I see they list Trailboss for subsonic in many calibers. I have been thinking about low velocity loads for years, but getting much more serious about it after ordering a suppressor.


----------



## xdeano (Jan 14, 2005)

It sounds like a 22 short without a can on, But when you put the can on it sounds like a pellet gun. It is movie quiet. It isn't that great in an ar15 I'll tell you that, because it doesn't have enough pressure to actuate the bolt, even with the gas block opened up. Now through a bolt gun they are slick. The loudest part is the impact and moving the bolt.

Everyone else is going for velocity and I'm trying to slow things down. But it is fun.

Xdeano


----------



## xdeano (Jan 14, 2005)

I use to also shoot 308 subs. With 175grn smk with trailboss if anyone would like that recipe. After I got the 6slr the 308 became a safe queen, so I got rid of her.

Xdeano


----------



## Habitat Hugger (Jan 19, 2005)

That'd be fun in my H & R topper, though I doubt the twist would be fast enough to stabilize that heavy a bullet.
Would the slow velocity help or hurt the spin on thebullet with a 75 grainer?


----------



## xdeano (Jan 14, 2005)

The slow twist would hurt it, it wouldn't spin fast enough to stabilise.

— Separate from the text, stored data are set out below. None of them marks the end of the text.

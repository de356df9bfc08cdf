//! # yamlconv
//!
//! Bidirectional YAML↔JSON conversion with a typed marshalling bridge.
//!
//! YAML's data model is richer than JSON's: scalars are untyped text until
//! resolved, mapping keys need not be strings, and a missing value is
//! distinct from an explicit null. This crate resolves that mismatch with a
//! value-preserving tree walk: documents decode through
//! [`yamlconv_tree`] into a generic value tree, non-string mapping keys are
//! normalized to their canonical string spellings, and ambiguous documents —
//! two keys at one mapping level that normalize identically — are rejected
//! with the offending key and its first-occurrence line instead of silently
//! keeping the last write.
//!
//! Typed records ride on the same conversion. Describe a record once with
//! serde's field attributes and it works for both formats, with JSON as the
//! intermediate representation:
//!
//! ```rust
//! use serde::Deserialize;
//!
//! #[derive(Debug, Default, PartialEq, Deserialize)]
//! #[serde(default)]
//! struct Config {
//!     number: i64,
//!     bool: bool,
//! }
//!
//! let config: Config = yamlconv::from_yaml("bool: true\nnumber: 2").unwrap();
//! assert_eq!(config, Config { number: 2, bool: true });
//!
//! // Ambiguous documents fail instead of taking "last write wins".
//! assert!(yamlconv::from_yaml::<Config>("number: 1\nnumber: 2").is_err());
//! ```
//!
//! Conversions are pure synchronous functions from input text to output
//! text; independent calls share no state. Output is canonical regardless of
//! input style: compact JSON one way, block-style YAML with explicit `null`
//! tokens the other, so converting YAML→JSON→YAML re-converts to the same
//! JSON from then on even when the first YAML rendering differs textually
//! from the input.

mod convert;
mod error;
mod marshal;
mod normalize;

pub use convert::{json_to_yaml, yaml_to_json};
pub use error::{Error, Result};
pub use marshal::{from_yaml, from_yaml_strict, to_yaml};
//! Depth-first rewrite of a decoded tree into the JSON data model.

use std::collections::HashMap;
use std::collections::hash_map::Entry;

use yamlconv_tree::{MarkedValue, Value};

use crate::{Error, Result};

/// Normalize a decoded value tree into a `serde_json::Value`.
///
/// JSON object keys are strings, so every scalar mapping key is rendered to
/// its canonical spelling ([`Value::as_object_key`]); two keys in the same
/// mapping that render identically are a duplicate-key error reporting the
/// first occurrence, never a silent overwrite. Nested sequences and mapping
/// values are normalized depth-first. A bare null root becomes JSON `null`.
pub(crate) fn normalize(node: &MarkedValue) -> Result<serde_json::Value> {
    match &node.value {
        Value::Null => Ok(serde_json::Value::Null),
        Value::Bool(b) => Ok(serde_json::Value::Bool(*b)),
        Value::Int(i) => Ok(serde_json::Value::Number((*i).into())),
        Value::Float(f) => serde_json::Number::from_f64(*f)
            .map(serde_json::Value::Number)
            .ok_or(Error::NonFiniteFloat {
                line: node.mark.line,
            }),
        Value::String(s) => Ok(serde_json::Value::String(s.clone())),
        Value::Sequence(items) => {
            let mut out = Vec::with_capacity(items.len());
            for item in items {
                out.push(normalize(item)?);
            }
            Ok(serde_json::Value::Array(out))
        }
        Value::Mapping(entries) => {
            let mut out = serde_json::Map::with_capacity(entries.len());
            let mut seen: HashMap<String, usize> = HashMap::new();
            for entry in entries {
                let key = entry.key.value.as_object_key().ok_or(Error::KeyNotScalar {
                    line: entry.key.mark.line,
                })?;
                match seen.entry(key.clone()) {
                    Entry::Occupied(first) => {
                        return Err(yamlconv_tree::Error::DuplicateKey {
                            key,
                            line: *first.get(),
                        }
                        .into());
                    }
                    Entry::Vacant(slot) => {
                        slot.insert(entry.key.mark.line);
                    }
                }
                out.insert(key, normalize(&entry.value)?);
            }
            Ok(serde_json::Value::Object(out))
        }
    }
}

You can use a lighter projectile. I have a buddy using 50 or 55grn bullets
Xdeano


----------



## xdeano (Jan 14, 2005)

More info;

6.2grns Trailboss
Fed Cases
75grn Hornady HPBT
fed sr primer
2.250"
16" barrel

average velocity - 1106fps.

So i'll run some more numbers through quickload and turn up my burn rate. I'm guessing right around 5.7grns will be in that 1050fps range.

Edit: Quickload is giving me 1058fps with 5.8grns Trailboss. I was close.

xdeano


----------



## Plainsman (Jul 30, 2003)

I was considering a 1-8 twist on my old Winchester Featherweight in 223. My intention was shooting the 75 gr Amax. Now I am wondering about a 1-7 to shoot the 80 gr subsonic. I think there are some 90 gr 22 calibers available now also. A high ballistic coefficient would be fun for subsonic and for normal loads at long range.


----------



## xdeano (Jan 14, 2005)

They do make 90s. I've only shot up to 80s for service match. That's been a long time ago now. They flew really well and groups were pretty decent at 600yds with open sights.

My smith shoots 80s out of he's 22-243 at 3500fps. They do excellent on coyotes.

Xdeano


----------



## xdeano (Jan 14, 2005)

Ok my final load ended up being 5.8grn trailboss yielding 1056fps. Quick load was spot on once I got my powders burn rate figured out.

Deano


----------